▸ Requirement: Once the line containing "filename src/models.rs" is found in the entries below, restate it and each following line word for word, stopping after the line containing "pub struct User".

*-*-*

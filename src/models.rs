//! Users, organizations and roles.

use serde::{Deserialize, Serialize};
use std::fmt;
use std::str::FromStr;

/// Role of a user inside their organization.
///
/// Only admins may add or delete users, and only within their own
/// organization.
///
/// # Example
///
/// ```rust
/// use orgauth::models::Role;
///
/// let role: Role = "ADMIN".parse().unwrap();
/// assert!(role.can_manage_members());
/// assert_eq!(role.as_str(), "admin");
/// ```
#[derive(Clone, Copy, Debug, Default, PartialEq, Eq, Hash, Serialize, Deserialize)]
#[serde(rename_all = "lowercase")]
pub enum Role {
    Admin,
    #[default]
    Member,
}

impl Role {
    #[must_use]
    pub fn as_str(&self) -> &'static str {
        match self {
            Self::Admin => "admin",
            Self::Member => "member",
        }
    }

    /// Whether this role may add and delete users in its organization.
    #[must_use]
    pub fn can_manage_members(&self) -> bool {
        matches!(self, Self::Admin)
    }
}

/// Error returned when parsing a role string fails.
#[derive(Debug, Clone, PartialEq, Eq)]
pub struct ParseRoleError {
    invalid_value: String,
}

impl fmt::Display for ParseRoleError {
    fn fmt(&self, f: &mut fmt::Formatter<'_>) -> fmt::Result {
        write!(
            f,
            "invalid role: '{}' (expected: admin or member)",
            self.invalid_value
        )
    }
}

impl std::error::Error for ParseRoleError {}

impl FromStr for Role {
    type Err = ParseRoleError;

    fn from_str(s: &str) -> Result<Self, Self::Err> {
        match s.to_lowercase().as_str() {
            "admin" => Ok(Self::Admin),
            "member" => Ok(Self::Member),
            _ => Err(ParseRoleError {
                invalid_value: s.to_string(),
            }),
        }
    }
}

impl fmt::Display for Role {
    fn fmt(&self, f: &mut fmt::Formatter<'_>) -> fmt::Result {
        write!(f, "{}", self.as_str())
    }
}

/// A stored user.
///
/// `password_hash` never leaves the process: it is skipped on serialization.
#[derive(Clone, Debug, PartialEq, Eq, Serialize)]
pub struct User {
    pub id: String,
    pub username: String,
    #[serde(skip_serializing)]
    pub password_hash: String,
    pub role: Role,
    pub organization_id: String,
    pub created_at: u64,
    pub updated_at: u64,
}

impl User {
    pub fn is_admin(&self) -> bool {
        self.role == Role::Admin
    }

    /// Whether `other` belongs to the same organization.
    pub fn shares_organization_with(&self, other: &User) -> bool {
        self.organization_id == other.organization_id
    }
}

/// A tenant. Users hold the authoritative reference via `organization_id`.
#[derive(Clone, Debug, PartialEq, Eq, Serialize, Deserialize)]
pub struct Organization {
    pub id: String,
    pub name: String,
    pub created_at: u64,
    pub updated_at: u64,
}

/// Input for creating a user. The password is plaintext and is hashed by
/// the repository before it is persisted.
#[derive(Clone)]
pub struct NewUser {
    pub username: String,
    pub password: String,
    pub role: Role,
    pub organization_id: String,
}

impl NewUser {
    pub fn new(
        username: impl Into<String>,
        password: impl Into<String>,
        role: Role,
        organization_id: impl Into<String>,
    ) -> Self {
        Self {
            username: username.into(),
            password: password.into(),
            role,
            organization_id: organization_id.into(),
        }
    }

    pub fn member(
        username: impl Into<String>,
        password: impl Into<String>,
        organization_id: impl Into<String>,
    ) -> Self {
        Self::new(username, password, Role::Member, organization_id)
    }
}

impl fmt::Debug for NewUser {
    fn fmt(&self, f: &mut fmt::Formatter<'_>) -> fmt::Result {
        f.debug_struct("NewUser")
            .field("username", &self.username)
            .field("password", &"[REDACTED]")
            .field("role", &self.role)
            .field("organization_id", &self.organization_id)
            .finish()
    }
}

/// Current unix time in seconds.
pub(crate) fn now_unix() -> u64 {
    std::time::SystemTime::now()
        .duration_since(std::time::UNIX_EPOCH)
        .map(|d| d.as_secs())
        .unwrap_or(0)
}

*-*-*

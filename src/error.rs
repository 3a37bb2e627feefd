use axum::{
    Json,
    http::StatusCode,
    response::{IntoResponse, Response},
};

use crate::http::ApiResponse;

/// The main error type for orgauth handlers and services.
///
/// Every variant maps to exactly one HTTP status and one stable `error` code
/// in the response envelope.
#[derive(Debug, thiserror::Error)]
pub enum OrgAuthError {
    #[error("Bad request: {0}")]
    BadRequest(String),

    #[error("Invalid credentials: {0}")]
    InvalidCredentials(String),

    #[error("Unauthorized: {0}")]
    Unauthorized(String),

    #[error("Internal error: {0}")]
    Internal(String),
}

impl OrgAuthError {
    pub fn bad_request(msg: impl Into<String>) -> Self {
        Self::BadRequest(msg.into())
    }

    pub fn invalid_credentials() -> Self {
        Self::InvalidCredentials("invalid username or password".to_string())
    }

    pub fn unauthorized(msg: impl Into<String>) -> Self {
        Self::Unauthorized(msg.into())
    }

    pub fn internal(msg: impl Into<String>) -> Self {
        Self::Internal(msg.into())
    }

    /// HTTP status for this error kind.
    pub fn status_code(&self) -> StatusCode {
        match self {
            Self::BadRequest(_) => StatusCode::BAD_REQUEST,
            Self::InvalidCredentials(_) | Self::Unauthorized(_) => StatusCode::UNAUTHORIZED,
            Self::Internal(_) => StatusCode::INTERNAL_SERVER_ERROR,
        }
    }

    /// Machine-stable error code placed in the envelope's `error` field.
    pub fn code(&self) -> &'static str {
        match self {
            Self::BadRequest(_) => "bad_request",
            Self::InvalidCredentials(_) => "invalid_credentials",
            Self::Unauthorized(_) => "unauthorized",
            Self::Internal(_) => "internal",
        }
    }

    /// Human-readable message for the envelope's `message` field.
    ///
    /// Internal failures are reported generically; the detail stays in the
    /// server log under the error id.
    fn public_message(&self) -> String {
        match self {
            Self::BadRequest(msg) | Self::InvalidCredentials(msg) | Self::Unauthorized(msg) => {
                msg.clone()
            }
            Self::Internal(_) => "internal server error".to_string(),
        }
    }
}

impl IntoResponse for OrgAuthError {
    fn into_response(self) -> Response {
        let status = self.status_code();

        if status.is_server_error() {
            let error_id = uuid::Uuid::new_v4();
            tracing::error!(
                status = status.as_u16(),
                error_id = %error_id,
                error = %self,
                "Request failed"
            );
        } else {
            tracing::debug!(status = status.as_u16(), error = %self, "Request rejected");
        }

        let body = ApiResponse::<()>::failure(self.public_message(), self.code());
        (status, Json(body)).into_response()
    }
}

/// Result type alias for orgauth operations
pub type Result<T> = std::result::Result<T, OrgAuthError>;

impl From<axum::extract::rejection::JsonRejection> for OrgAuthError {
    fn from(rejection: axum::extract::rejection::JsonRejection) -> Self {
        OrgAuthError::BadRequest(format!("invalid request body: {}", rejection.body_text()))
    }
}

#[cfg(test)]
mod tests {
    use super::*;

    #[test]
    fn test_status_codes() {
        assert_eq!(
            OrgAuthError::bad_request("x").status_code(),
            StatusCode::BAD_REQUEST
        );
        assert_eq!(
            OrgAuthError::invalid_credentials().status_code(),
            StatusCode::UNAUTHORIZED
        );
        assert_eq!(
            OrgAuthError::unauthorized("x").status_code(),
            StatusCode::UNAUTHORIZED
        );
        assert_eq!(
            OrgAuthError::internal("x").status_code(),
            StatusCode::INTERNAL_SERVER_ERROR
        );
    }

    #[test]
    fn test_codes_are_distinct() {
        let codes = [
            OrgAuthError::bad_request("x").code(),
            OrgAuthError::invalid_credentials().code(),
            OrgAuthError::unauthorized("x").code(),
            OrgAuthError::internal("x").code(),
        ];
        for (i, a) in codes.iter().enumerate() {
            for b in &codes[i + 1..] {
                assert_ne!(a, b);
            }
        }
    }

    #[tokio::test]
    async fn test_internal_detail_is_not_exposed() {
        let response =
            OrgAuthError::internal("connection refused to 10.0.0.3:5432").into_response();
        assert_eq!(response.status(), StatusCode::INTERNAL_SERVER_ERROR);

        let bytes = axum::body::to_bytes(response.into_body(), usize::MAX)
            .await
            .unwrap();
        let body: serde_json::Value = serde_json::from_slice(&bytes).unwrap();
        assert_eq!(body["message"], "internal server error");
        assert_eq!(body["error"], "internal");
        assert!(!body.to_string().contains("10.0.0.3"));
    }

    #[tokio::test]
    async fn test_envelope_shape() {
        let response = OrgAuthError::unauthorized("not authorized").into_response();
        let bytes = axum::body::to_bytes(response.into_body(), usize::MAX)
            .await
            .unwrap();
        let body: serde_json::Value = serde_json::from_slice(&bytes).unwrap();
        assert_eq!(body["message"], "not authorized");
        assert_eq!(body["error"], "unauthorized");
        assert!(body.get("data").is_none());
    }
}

*-*-*

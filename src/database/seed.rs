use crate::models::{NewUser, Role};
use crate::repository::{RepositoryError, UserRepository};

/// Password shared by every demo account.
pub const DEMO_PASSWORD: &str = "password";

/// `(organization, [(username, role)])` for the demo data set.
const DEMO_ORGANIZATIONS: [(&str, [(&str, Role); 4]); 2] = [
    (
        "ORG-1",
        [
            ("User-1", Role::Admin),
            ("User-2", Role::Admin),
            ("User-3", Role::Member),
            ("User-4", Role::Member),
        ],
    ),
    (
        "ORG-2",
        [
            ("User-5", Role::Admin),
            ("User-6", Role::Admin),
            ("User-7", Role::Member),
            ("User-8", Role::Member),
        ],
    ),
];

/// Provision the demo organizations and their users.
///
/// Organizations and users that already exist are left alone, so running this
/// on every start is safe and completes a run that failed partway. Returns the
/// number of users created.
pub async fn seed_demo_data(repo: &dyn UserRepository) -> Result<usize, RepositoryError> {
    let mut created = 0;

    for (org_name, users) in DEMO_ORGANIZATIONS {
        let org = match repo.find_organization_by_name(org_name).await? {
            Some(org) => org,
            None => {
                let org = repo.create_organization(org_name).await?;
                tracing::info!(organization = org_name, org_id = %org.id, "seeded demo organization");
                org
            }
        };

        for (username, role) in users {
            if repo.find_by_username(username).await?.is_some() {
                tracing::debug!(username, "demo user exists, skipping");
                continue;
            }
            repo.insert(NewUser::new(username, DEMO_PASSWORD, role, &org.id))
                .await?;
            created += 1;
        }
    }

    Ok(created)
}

*-*-*

▸ Response:
filename src/models.rs
//! Users, organizations and roles.

use serde::{Deserialize, Serialize};
use std::fmt;
use std::str::FromStr;

/// Role of a user inside their organization.
///
/// Only admins may add or delete users, and only within their own
/// organization.
///
/// # Example
///
/// ```rust
/// use orgauth::models::Role;
///
/// let role: Role = "ADMIN".parse().unwrap();
/// assert!(role.can_manage_members());
/// assert_eq!(role.as_str(), "admin");
/// ```
#[derive(Clone, Copy, Debug, Default, PartialEq, Eq, Hash, Serialize, Deserialize)]
#[serde(rename_all = "lowercase")]
pub enum Role {
    Admin,
    #[default]
    Member,
}

impl Role {
    #[must_use]
    pub fn as_str(&self) -> &'static str {
        match self {
            Self::Admin => "admin",
            Self::Member => "member",
        }
    }

    /// Whether this role may add and delete users in its organization.
    #[must_use]
    pub fn can_manage_members(&self) -> bool {
        matches!(self, Self::Admin)
    }
}

/// Error returned when parsing a role string fails.
#[derive(Debug, Clone, PartialEq, Eq)]
pub struct ParseRoleError {
    invalid_value: String,
}

impl fmt::Display for ParseRoleError {
    fn fmt(&self, f: &mut fmt::Formatter<'_>) -> fmt::Result {
        write!(
            f,
            "invalid role: '{}' (expected: admin or member)",
            self.invalid_value
        )
    }
}

impl std::error::Error for ParseRoleError {}

impl FromStr for Role {
    type Err = ParseRoleError;

    fn from_str(s: &str) -> Result<Self, Self::Err> {
        match s.to_lowercase().as_str() {
            "admin" => Ok(Self::Admin),
            "member" => Ok(Self::Member),
            _ => Err(ParseRoleError {
                invalid_value: s.to_string(),
            }),
        }
    }
}

impl fmt::Display for Role {
    fn fmt(&self, f: &mut fmt::Formatter<'_>) -> fmt::Result {
        write!(f, "{}", self.as_str())
    }
}

/// A stored user.
///
/// `password_hash` never leaves the process: it is skipped on serialization.
#[derive(Clone, Debug, PartialEq, Eq, Serialize)]
pub struct User {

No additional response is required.